Exercise goal => Take the entries below and give them back exactly. Leave out nothing.

[Data records]
• • • • •
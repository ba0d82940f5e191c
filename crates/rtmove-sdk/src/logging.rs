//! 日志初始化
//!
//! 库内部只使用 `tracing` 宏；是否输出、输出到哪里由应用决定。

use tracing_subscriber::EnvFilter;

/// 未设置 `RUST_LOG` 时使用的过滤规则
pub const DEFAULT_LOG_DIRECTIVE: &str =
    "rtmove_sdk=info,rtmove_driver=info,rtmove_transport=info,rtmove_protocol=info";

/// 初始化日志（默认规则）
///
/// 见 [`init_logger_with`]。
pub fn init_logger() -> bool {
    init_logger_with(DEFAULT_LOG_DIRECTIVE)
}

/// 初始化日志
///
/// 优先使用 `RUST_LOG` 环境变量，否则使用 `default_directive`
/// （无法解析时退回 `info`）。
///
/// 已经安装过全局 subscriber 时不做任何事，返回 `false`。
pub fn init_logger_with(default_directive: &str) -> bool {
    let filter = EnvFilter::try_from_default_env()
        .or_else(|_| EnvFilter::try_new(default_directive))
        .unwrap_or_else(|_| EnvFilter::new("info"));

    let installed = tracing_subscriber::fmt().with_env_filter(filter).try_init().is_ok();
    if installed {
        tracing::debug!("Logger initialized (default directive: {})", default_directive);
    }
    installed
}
• • • • •
Answer to this task =>
repository ba0d82940f5e191c
filename crates/rtmove-sdk/src/logging.rs
//! 日志初始化
//!
//! 库内部只使用 `tracing` 宏；是否输出、输出到哪里由应用决定。

use tracing_subscriber::EnvFilter;

/// 未设置 `RUST_LOG` 时使用的过滤规则
pub const DEFAULT_LOG_DIRECTIVE: &str =
    "rtmove_sdk=info,rtmove_driver=info,rtmove_transport=info,rtmove_protocol=info";

/// 初始化日志（默认规则）
///
/// 见 [`init_logger_with`]。
pub fn init_logger() -> bool {
    init_logger_with(DEFAULT_LOG_DIRECTIVE)
}

/// 初始化日志
///
/// 优先使用 `RUST_LOG` 环境变量，否则使用 `default_directive`
/// （无法解析时退回 `info`）。
///
/// 已经安装过全局 subscriber 时不做任何事，返回 `false`。
pub fn init_logger_with(default_directive: &str) -> bool {
    let filter = EnvFilter::try_from_default_env()
        .or_else(|_| EnvFilter::try_new(default_directive))
        .unwrap_or_else(|_| EnvFilter::new("info"));

    let installed = tracing_subscriber::fmt().with_env_filter(filter).try_init().is_ok();
    if installed {
        tracing::debug!("Logger initialized (default directive: {})", default_directive);
    }
    installed
}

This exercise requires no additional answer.